Abstract Background Chédiak–Higashi syndrome (CHS) is a rare autosomal recessive disorder characterized by immunodeficiency, neurological dysfunction, and oculocutaneous albinism. Recently, several clinical CHS phenotypes have been reported. Here, we report results of a nationwide survey performed to clarify clinical characteristics and outcomes of CHS patients in Japan. Methods Questionnaires were sent to 287 institutions to collect data regarding CHS patients diagnosed between 2000 and 2010, including results of lysosomal trafficking regulator ( LYST ) gene analysis. Cytotoxicity and degranulation activity of cytotoxic T lymphocytes were analyzed in available patient samples. Results A total of 15 patients diagnosed with CHS were eligible for enrollment in this study. Of these, 10 (67%) had recurrent bacterial infections, five (33%) developed life‐threatening hemophagocytic lymphohistiocytosis (HLH), and one patient had complicated malignant lymphoma. Hematopoietic stem cell transplantation (HSCT) was performed for six patients including three with HLH, and 10 of the enrolled patients have survived at the time of this writing. LYST analysis was performed for 10 patients; seven different mutations were detected in seven patients, whereas no mutation was identified in three patients.
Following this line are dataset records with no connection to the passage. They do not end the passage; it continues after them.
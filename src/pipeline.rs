//! End-to-end flow of one invocation: text, draft, validated command, then
//! either a dry-run preview or a single engine exchange.

use crate::cancel::CancelToken;
use crate::config::Settings;
use crate::confirm::confirm_destructive;
use crate::dispatcher::{Dispatcher, ProcessEngine};
use crate::engine::EngineLocator;
use crate::errors::CoreError;
use crate::format::format_dry_run;
use crate::fs::HostFs;
use crate::models::{ExecutionResult, RunFlags, ValidatedCommand};
use crate::parser::CommandParser;
use std::io::{BufRead, Write};
use tracing::info;

/// What an invocation produced.
#[derive(Debug, Clone, PartialEq, Eq)]
pub enum Outcome {
    /// Dry run: description only, the engine was never contacted.
    Preview(String),
    /// The engine ran and reported this result.
    Completed(ExecutionResult),
}

/// Parses and validates `text`, merging the run-time flags.
pub fn prepare<P>(parser: &P, text: &str, flags: RunFlags) -> crate::Result<ValidatedCommand>
where
    P: CommandParser + ?Sized,
{
    let draft = parser
        .parse(text)
        .ok_or_else(|| CoreError::parse_failure(text))?;
    Ok(ValidatedCommand::from_draft(draft, flags)?)
}

pub struct Pipeline<'a, H: HostFs> {
    host: &'a H,
    settings: &'a Settings,
    cancel: CancelToken,
}

impl<'a, H: HostFs> Pipeline<'a, H> {
    pub fn new(host: &'a H, settings: &'a Settings) -> Self {
        Self {
            host,
            settings,
            cancel: CancelToken::default(),
        }
    }

    /// Shares `cancel` with the confirmation prompt and the engine wait.
    pub fn with_cancel(mut self, cancel: CancelToken) -> Self {
        self.cancel = cancel;
        self
    }

    /// Runs a validated command. The engine is located before the user is
    /// asked to confirm, so a missing engine never costs a prompt.
    pub fn run<R, W>(&self, cmd: ValidatedCommand, input: R, output: W) -> crate::Result<Outcome>
    where
        R: BufRead,
        W: Write,
    {
        if cmd.dry_run {
            return Ok(Outcome::Preview(format_dry_run(&cmd)));
        }

        let program = EngineLocator::from_settings(self.host, self.settings).locate()?;

        if !confirm_destructive(self.host, &cmd, &self.cancel, input, output)? {
            return Err(CoreError::UserCancelled);
        }

        let engine = ProcessEngine::new(program)
            .with_timeout(self.settings.engine_timeout)
            .with_cancel(self.cancel.clone());
        info!(action = %cmd.action, engine = %engine.program().display(), "executing command");
        Dispatcher::new(engine).execute(cmd).map(Outcome::Completed)
    }
}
Cytotoxicity and degranulation activity were impaired in patients with and without LYST mutation. Discussion Results of this survey indicate that one or two patients with CHS were newly diagnosed each year in Japan. The incidence of HLH was not as high as expected. Mutations of genes other than LYST were suspected in some cases. We conclude that determining indication for HSCT for CHS patients should be based on genetic and cytotoxic analysis. Pediatr Blood Cancer 2013;60:1582–1586. © 2013 Wiley Periodicals, Inc.